Why 3-Phase Power? Why Not 6, 12 or More for Power Transmission?

It is well-known that single-phase and three-phase systems are the most prevalent configurations for power transmission, distribution, and end-use applications. While both serve as fundamental power supply frameworks, three-phase systems offer distinct advantages over their single-phase counterparts.

Notably, multi-phase systems (such as 6-phase, 12-phase, etc.) find specific applications in power electronics—particularly in rectifier circuits and variable frequency drives (VFDs)—where they effectively reduce ripple in pulsating DC outputs. Achieving multi-phase configurations (e.g., 6, 9, or 12 phases) historically involved complex phase-shifting techniques or motor-generator sets, but these approaches remain economically infeasible for large-scale power transmission and distribution over extended distances.

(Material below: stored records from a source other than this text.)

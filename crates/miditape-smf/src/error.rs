//! Error types for the SMF codec.

use thiserror::Error;

#[derive(Error, Debug)]
pub enum Error {
    #[error("IO error: {0}")]
    Io(#[from] std::io::Error),

    #[error("Bad chunk signature: expected {expected}, found {found:?}")]
    BadSignature {
        expected: &'static str,
        found: [u8; 4],
    },

    #[error("MThd chunk length {0}, must be 6")]
    BadHeaderLength(u32),

    #[error("Unsupported SMF format {0} (only 0 and 1 are supported)")]
    UnsupportedFormat(u16),

    #[error("Unsupported SMPTE timing division 0x{0:04X}")]
    UnsupportedTiming(u16),

    #[error("Header declares zero ticks per quarter note")]
    ZeroDivision,

    #[error("Truncated {context} at offset {offset}")]
    Truncated { context: &'static str, offset: usize },

    #[error("Variable-length quantity longer than four bytes at offset {offset}")]
    VlqTooLong { offset: usize },

    #[error("Bad status byte 0x{status:02X} at offset {offset}")]
    BadStatus { status: u8, offset: usize },

    #[error("Data byte without running status at offset {offset}")]
    MissingRunningStatus { offset: usize },

    #[error("Track {track} has no end-of-track event")]
    MissingEndOfTrack { track: usize },

    #[error("Delta time {0} exceeds the 28-bit SMF limit")]
    DeltaOverflow(u64),

    #[error("Track data of {0} bytes exceeds the 32-bit chunk length")]
    TrackTooLong(u64),

    #[error("Invalid message: {0}")]
    InvalidMessage(String),

    #[error("Event at tick {tick} precedes previous event at tick {previous}")]
    TickBeforePrevious { previous: u64, tick: u64 },
}

impl Error {
    /// True for every variant that describes malformed or unrepresentable
    /// SMF data rather than a filesystem failure.
    pub fn is_format(&self) -> bool {
        !matches!(self, Error::Io(_))
    }
}

pub type Result<T> = std::result::Result<T, Error>;
//! Whole-file decode and encode.

use crate::error::{Error, Result};
use crate::header::{Format, Header, HEADER_CHUNK_SIZE, MTRK};
use crate::track::{decode_track, encode_track, Track};
use std::path::Path;
use tracing::{debug, warn};

/// A chunk other than `MTrk`, carried through untouched.
#[derive(Debug, Clone, PartialEq, Eq)]
pub struct AlienChunk {
    pub id: [u8; 4],
    pub data: Vec<u8>,
    /// Number of tracks that come before it in the file.
    pub position: usize,
}

/// A decoded Standard MIDI File.
#[derive(Debug, Clone, PartialEq, Eq)]
pub struct Smf {
    pub header: Header,
    pub tracks: Vec<Track>,
    /// Unknown chunks in file order.
    pub alien_chunks: Vec<AlienChunk>,
}

impl Smf {
    pub fn new(header: Header, tracks: Vec<Track>) -> Self {
        Self {
            header,
            tracks,
            alien_chunks: Vec::new(),
        }
    }

    /// An empty format 0 file.
    pub fn single_track(division: u16) -> Result<Self> {
        Ok(Self::new(
            Header::new(Format::SingleTrack, 1, division)?,
            vec![Track::new()],
        ))
    }

    pub fn load(path: impl AsRef<Path>) -> Result<Self> {
        let data = std::fs::read(path.as_ref())?;
        decode(&data)
    }

    pub fn save(&self, path: impl AsRef<Path>) -> Result<()> {
        let bytes = encode(self)?;
        std::fs::write(path.as_ref(), bytes)?;
        Ok(())
    }
}

/// Decode a complete file.
pub fn decode(bytes: &[u8]) -> Result<Smf> {
    let header = Header::parse(bytes)?;
    let mut tracks = Vec::with_capacity(header.ntrks as usize);
    let mut alien_chunks = Vec::new();
    let mut offset = HEADER_CHUNK_SIZE;

    while offset < bytes.len() {
        if bytes.len() - offset < 8 {
            return Err(Error::Truncated {
                context: "chunk header",
                offset,
            });
        }
        let id = [
            bytes[offset],
            bytes[offset + 1],
            bytes[offset + 2],
            bytes[offset + 3],
        ];
        let length = u32::from_be_bytes([
            bytes[offset + 4],
            bytes[offset + 5],
            bytes[offset + 6],
            bytes[offset + 7],
        ]) as usize;
        let body_start = offset + 8;
        let Some(body) = bytes.get(body_start..body_start + length) else {
            return Err(Error::Truncated {
                context: "track chunk",
                offset: bytes.len(),
            });
        };

        if id == MTRK {
            tracks.push(decode_track(body, tracks.len())?);
        } else {
            debug!(
                "Keeping unknown chunk {:?} ({} bytes)",
                String::from_utf8_lossy(&id),
                length
            );
            alien_chunks.push(AlienChunk {
                id,
                data: body.to_vec(),
                position: tracks.len(),
            });
        }
        offset = body_start + length;
    }

    if tracks.len() != header.ntrks as usize {
        warn!(
            "Header declares {} tracks, found {}",
            header.ntrks,
            tracks.len()
        );
    }
    if header.format == Format::SingleTrack && tracks.len() > 1 {
        warn!("Format 0 file with {} tracks", tracks.len());
    }

    debug!(
        "Decoded SMF: format {}, {} tracks, {} ticks per quarter",
        header.format.as_u16(),
        tracks.len(),
        header.division
    );

    Ok(Smf {
        header,
        tracks,
        alien_chunks,
    })
}

/// Encode a complete file. The track count is taken from `smf.tracks`.
pub fn encode(smf: &Smf) -> Result<Vec<u8>> {
    let ntrks = u16::try_from(smf.tracks.len())
        .map_err(|_| Error::InvalidMessage(format!("{} tracks", smf.tracks.len())))?;
    let header = Header::new(smf.header.format, ntrks, smf.header.division)?;

    let mut out = Vec::new();
    header.write(&mut out);

    let mut aliens = smf.alien_chunks.iter().peekable();
    let mut body = Vec::new();
    for (i, track) in smf.tracks.iter().enumerate() {
        while let Some(chunk) = aliens.next_if(|c| c.position <= i) {
            write_chunk(&mut out, chunk.id, &chunk.data)?;
        }
        body.clear();
        encode_track(&mut body, track)?;
        write_chunk(&mut out, MTRK, &body)?;
    }
    for chunk in aliens {
        write_chunk(&mut out, chunk.id, &chunk.data)?;
    }
    Ok(out)
}

fn write_chunk(out: &mut Vec<u8>, id: [u8; 4], body: &[u8]) -> Result<()> {
    let length = u32::try_from(body.len()).map_err(|_| Error::TrackTooLong(body.len() as u64))?;
    out.extend_from_slice(&id);
    out.extend_from_slice(&length.to_be_bytes());
    out.extend_from_slice(body);
    Ok(())
}
//! Destinations for read events.

use miditape_core::{MidiEvent, TimeValue};

pub trait EventSink<T: TimeValue> {
    fn write(&mut self, event: MidiEvent<T>);
}

impl<T: TimeValue> EventSink<T> for Vec<MidiEvent<T>> {
    #[inline]
    fn write(&mut self, event: MidiEvent<T>) {
        self.push(event);
    }
}

/// Adapts a closure into a sink.
pub struct FnSink<F>(pub F);

impl<T: TimeValue, F: FnMut(MidiEvent<T>)> EventSink<T> for FnSink<F> {
    #[inline]
    fn write(&mut self, event: MidiEvent<T>) {
        (self.0)(event)
    }
}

Why 3-Phase Instead of 1-Phase Supply System?

The main advantage of three phase over a single phase or two phase system is that we can transmit more (constant and uniform) power.

Power in Single Phase System

• P =  V . I  . CosФ

Power in Three Phase System

• P = √3 . V_L . I_L . CosФ … Or

• P = 3 x. V_PH . I_PH . CosФ

Where:

• P = Power in Watts

• V_L = Line Voltage

• I_L = Line Current

• V_PH = Phase Voltage

• I_PH = Phase Current

• CosФ = Power factor

It is evident that the power capacity of a three-phase system is 1.732 (√3) times higher than that of a single-phase system. By comparison, a two-phase supply transmits 1.141 times more power than a single-phase configuration.

A key advantage of three-phase systems is the rotating magnetic field (RMF), which enables self-starting in three-phase motors while ensuring constant instantaneous power and torque. In contrast, single-phase systems lack an RMF and exhibit pulsating power, limiting their performance in motor applications.

Three-phase systems also offer superior transmission efficiency, with reduced power loss and voltage drop. For instance, in a typical resistive circuit:

Single Phase System

• Power loss in transmission line = 18I²r … (P = I²R)

• Voltage drop in transmission line = I.6r … (V = IR)

Three Phase System

• Power loss in transmission line = 9I²r … (P = I²R)

• Voltage drop in transmission line = I.3r … (V = IR)

It is shown that the voltage drop and power loss in a three-phase system are 50% lower than those in a single-phase system.

Two-phase supplies, similar to three-phase ones, can provide constant power, generate RMF (rotating magnetic field), and offer constant torque. However, three-phase systems carry more power than two-phase systems due to the extra phase. This raises the question: why not use more phases like 6, 9, 12, 24, 48, etc.? We will discuss this in detail and explain how a three-phase system can transmit more power than a two-phase system with the same number of wires.

Why Not Two-Phase?

Both two-phase and three-phase systems can generate rotating magnetic fields (RMF) and provide constant power and torque, but three-phase systems offer a key advantage: higher power capacity. The extra phase in three-phase setups allows for 1.732 times more power transmission than two-phase systems with the same conductor size.

Two-phase systems typically require four wires (two phase conductors and two neutrals) to complete circuits. Using a common neutral to form a three-wire system reduces wiring, but the neutral must carry combined return currents from both phases—needing thicker conductors (e.g., copper) to avoid overheating. In contrast, three-phase systems use three wires for balanced loads (delta configuration) or four wires for unbalanced loads (star configuration), optimizing power delivery and conductor efficiency.、

Why Not 6-Phase, 9-Phase, or 12-Phase?

While higher-phase systems can reduce transmission losses, they aren’t widely adopted due to practical limitations:

• Conductor Efficiency: Three-phase systems use the fewest conductors (3) to transmit balanced power, while a 12-phase system would need 12 conductors—quadrupling material and installation costs.

• Harmonic Suppression: The 120° phase angle in three-phase systems naturally cancels third harmonic currents, eliminating the need for complex filters required in higher-phase setups.

• System Complexity: Higher-phase systems demand reengineered components (transformers, circuit breakers, switchgear) and larger substations, increasing design complexity and maintenance overhead.

• Practical Constraints: Motors and generators with more than three phases are bulkier and harder to cool, while transmission towers would need greater height to accommodate more conductors.

The Three-Phase Advantage

Three-phase systems strike an optimal balance:

• They transmit 50% more power than single-phase systems with the same conductors, minimizing losses.

• The 120° phase configuration balances loads and suppresses harmonics without added complexity.

• They adapt to both delta (balanced loads) and star (unbalanced loads) setups, supporting diverse power needs.

Higher-phase systems offer diminishing returns—each extra phase raises costs exponentially while providing marginal benefits. For this reason, three-phase technology remains the global standard for power transmission, balancing efficiency, simplicity, and economic viability.